• _WHAT THIS TASK INVOLVES_:
Each entry must be restated word for word.

(DATASET begins)

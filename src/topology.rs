//! Cartesian process grid.
//!
//! Ranks are laid out row-major over a `Px x Py` grid: axis 0 is the
//! row axis (north is `-1`, south is `+1`) and axis 1 is the column axis
//! (west is `-1`, east is `+1`). The grid is not periodic, so processes
//! on the edge of the grid have no neighbor on that side.

use crate::error::{DdsorError, Result};

#[derive(Copy, Clone, Debug, Eq, PartialEq, Hash)]
pub enum Direction {
    North,
    South,
    East,
    West,
}

impl Direction {
    pub const ALL: [Direction; 4] = [
        Direction::North,
        Direction::South,
        Direction::East,
        Direction::West,
    ];

    pub fn opposite(&self) -> Direction {
        match self {
            Direction::North => Direction::South,
            Direction::South => Direction::North,
            Direction::East => Direction::West,
            Direction::West => Direction::East,
        }
    }

    /// Unit step on the process grid, `[row, column]`.
    pub fn step(&self) -> [isize; 2] {
        match self {
            Direction::North => [-1, 0],
            Direction::South => [1, 0],
            Direction::East => [0, 1],
            Direction::West => [0, -1],
        }
    }
}

/// Up to four axis-aligned neighbor ranks, `None` on the edge of the grid.
#[derive(Copy, Clone, Debug, Default, Eq, PartialEq)]
pub struct Neighbors {
    pub north: Option<usize>,
    pub south: Option<usize>,
    pub east: Option<usize>,
    pub west: Option<usize>,
}

impl Neighbors {
    pub fn get(&self, direction: Direction) -> Option<usize> {
        match direction {
            Direction::North => self.north,
            Direction::South => self.south,
            Direction::East => self.east,
            Direction::West => self.west,
        }
    }
}

impl std::fmt::Display for Neighbors {
    fn fmt(&self, f: &mut std::fmt::Formatter<'_>) -> std::fmt::Result {
        let show = |n: Option<usize>| n.map_or_else(|| "-".to_string(), |r| r.to_string());
        write!(
            f,
            "N: {} S: {} E: {} W: {}",
            show(self.north),
            show(self.south),
            show(self.east),
            show(self.west)
        )
    }
}

#[derive(Copy, Clone, Debug, Eq, PartialEq)]
pub struct CartesianTopology {
    dims: [usize; 2],
}

impl CartesianTopology {
    /// `dims` is `[Px, Py]`; their product must equal the number of processes.
    pub fn new(dims: [usize; 2], processes: usize) -> Result<Self> {
        if dims.iter().any(|d| *d == 0) {
            return Err(DdsorError::Config(format!(
                "process grid {}x{} has an empty axis",
                dims[0], dims[1]
            )));
        }
        if dims[0] * dims[1] != processes {
            return Err(DdsorError::Config(format!(
                "process grid {}x{} does not match {} processes",
                dims[0], dims[1], processes
            )));
        }
        Ok(CartesianTopology { dims })
    }

    pub fn size(&self) -> usize {
        self.dims[0] * self.dims[1]
    }

    pub fn rank_of(&self, coords: [usize; 2]) -> Option<usize> {
        (coords[0] < self.dims[0] && coords[1] < self.dims[1])
            .then(|| coords[0] * self.dims[1] + coords[1])
    }

    pub fn coords_of(&self, rank: usize) -> Option<[usize; 2]> {
        (rank < self.size()).then(|| [rank / self.dims[1], rank % self.dims[1]])
    }

    /// Rank one step away from `coords`, if that step stays on the grid.
    pub fn neighbor(&self, coords: [usize; 2], direction: Direction) -> Option<usize> {
        let step = direction.step();
        let row = coords[0].checked_add_signed(step[0])?;
        let column = coords[1].checked_add_signed(step[1])?;
        self.rank_of([row, column])
    }

    pub fn neighbors(&self, coords: [usize; 2]) -> Neighbors {
        Neighbors {
            north: self.neighbor(coords, Direction::North),
            south: self.neighbor(coords, Direction::South),
            east: self.neighbor(coords, Direction::East),
            west: self.neighbor(coords, Direction::West),
        }
    }

    /// Whether `coords` is the last process along `axis`.
    pub fn is_last(&self, coords: [usize; 2], axis: usize) -> bool {
        coords[axis] + 1 == self.dims[axis]
    }
}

(DATASET ends)

• _SOLVED EXERCISE_:
filename src/topology.rs
//! Cartesian process grid.
//!
//! Ranks are laid out row-major over a `Px x Py` grid: axis 0 is the
//! row axis (north is `-1`, south is `+1`) and axis 1 is the column axis
//! (west is `-1`, east is `+1`). The grid is not periodic, so processes
//! on the edge of the grid have no neighbor on that side.

use crate::error::{DdsorError, Result};

#[derive(Copy, Clone, Debug, Eq, PartialEq, Hash)]
pub enum Direction {
    North,
    South,
    East,
    West,
}

impl Direction {
    pub const ALL: [Direction; 4] = [
        Direction::North,
        Direction::South,
        Direction::East,
        Direction::West,
    ];

    pub fn opposite(&self) -> Direction {
        match self {
            Direction::North => Direction::South,
            Direction::South => Direction::North,
            Direction::East => Direction::West,
            Direction::West => Direction::East,
        }
    }

    /// Unit step on the process grid, `[row, column]`.
    pub fn step(&self) -> [isize; 2] {
        match self {
            Direction::North => [-1, 0],
            Direction::South => [1, 0],
            Direction::East => [0, 1],
            Direction::West => [0, -1],
        }
    }
}

/// Up to four axis-aligned neighbor ranks, `None` on the edge of the grid.
#[derive(Copy, Clone, Debug, Default, Eq, PartialEq)]
pub struct Neighbors {
    pub north: Option<usize>,
    pub south: Option<usize>,
    pub east: Option<usize>,
    pub west: Option<usize>,
}

impl Neighbors {
    pub fn get(&self, direction: Direction) -> Option<usize> {
        match direction {
            Direction::North => self.north,
            Direction::South => self.south,
            Direction::East => self.east,
            Direction::West => self.west,
        }
    }
}

impl std::fmt::Display for Neighbors {
    fn fmt(&self, f: &mut std::fmt::Formatter<'_>) -> std::fmt::Result {
        let show = |n: Option<usize>| n.map_or_else(|| "-".to_string(), |r| r.to_string());
        write!(
            f,
            "N: {} S: {} E: {} W: {}",
            show(self.north),
            show(self.south),
            show(self.east),
            show(self.west)
        )
    }
}

#[derive(Copy, Clone, Debug, Eq, PartialEq)]
pub struct CartesianTopology {
    dims: [usize; 2],
}

impl CartesianTopology {
    /// `dims` is `[Px, Py]`; their product must equal the number of processes.
    pub fn new(dims: [usize; 2], processes: usize) -> Result<Self> {
        if dims.iter().any(|d| *d == 0) {
            return Err(DdsorError::Config(format!(
                "process grid {}x{} has an empty axis",
                dims[0], dims[1]
            )));
        }
        if dims[0] * dims[1] != processes {
            return Err(DdsorError::Config(format!(
                "process grid {}x{} does not match {} processes",
                dims[0], dims[1], processes
            )));
        }
        Ok(CartesianTopology { dims })
    }

    pub fn size(&self) -> usize {
        self.dims[0] * self.dims[1]
    }

    pub fn rank_of(&self, coords: [usize; 2]) -> Option<usize> {
        (coords[0] < self.dims[0] && coords[1] < self.dims[1])
            .then(|| coords[0] * self.dims[1] + coords[1])
    }

    pub fn coords_of(&self, rank: usize) -> Option<[usize; 2]> {
        (rank < self.size()).then(|| [rank / self.dims[1], rank % self.dims[1]])
    }

    /// Rank one step away from `coords`, if that step stays on the grid.
    pub fn neighbor(&self, coords: [usize; 2], direction: Direction) -> Option<usize> {
        let step = direction.step();
        let row = coords[0].checked_add_signed(step[0])?;
        let column = coords[1].checked_add_signed(step[1])?;
        self.rank_of([row, column])
    }

    pub fn neighbors(&self, coords: [usize; 2]) -> Neighbors {
        Neighbors {
            north: self.neighbor(coords, Direction::North),
            south: self.neighbor(coords, Direction::South),
            east: self.neighbor(coords, Direction::East),
            west: self.neighbor(coords, Direction::West),
        }
    }

    /// Whether `coords` is the last process along `axis`.
    pub fn is_last(&self, coords: [usize; 2], axis: usize) -> bool {
        coords[axis] + 1 == self.dims[axis]
    }
}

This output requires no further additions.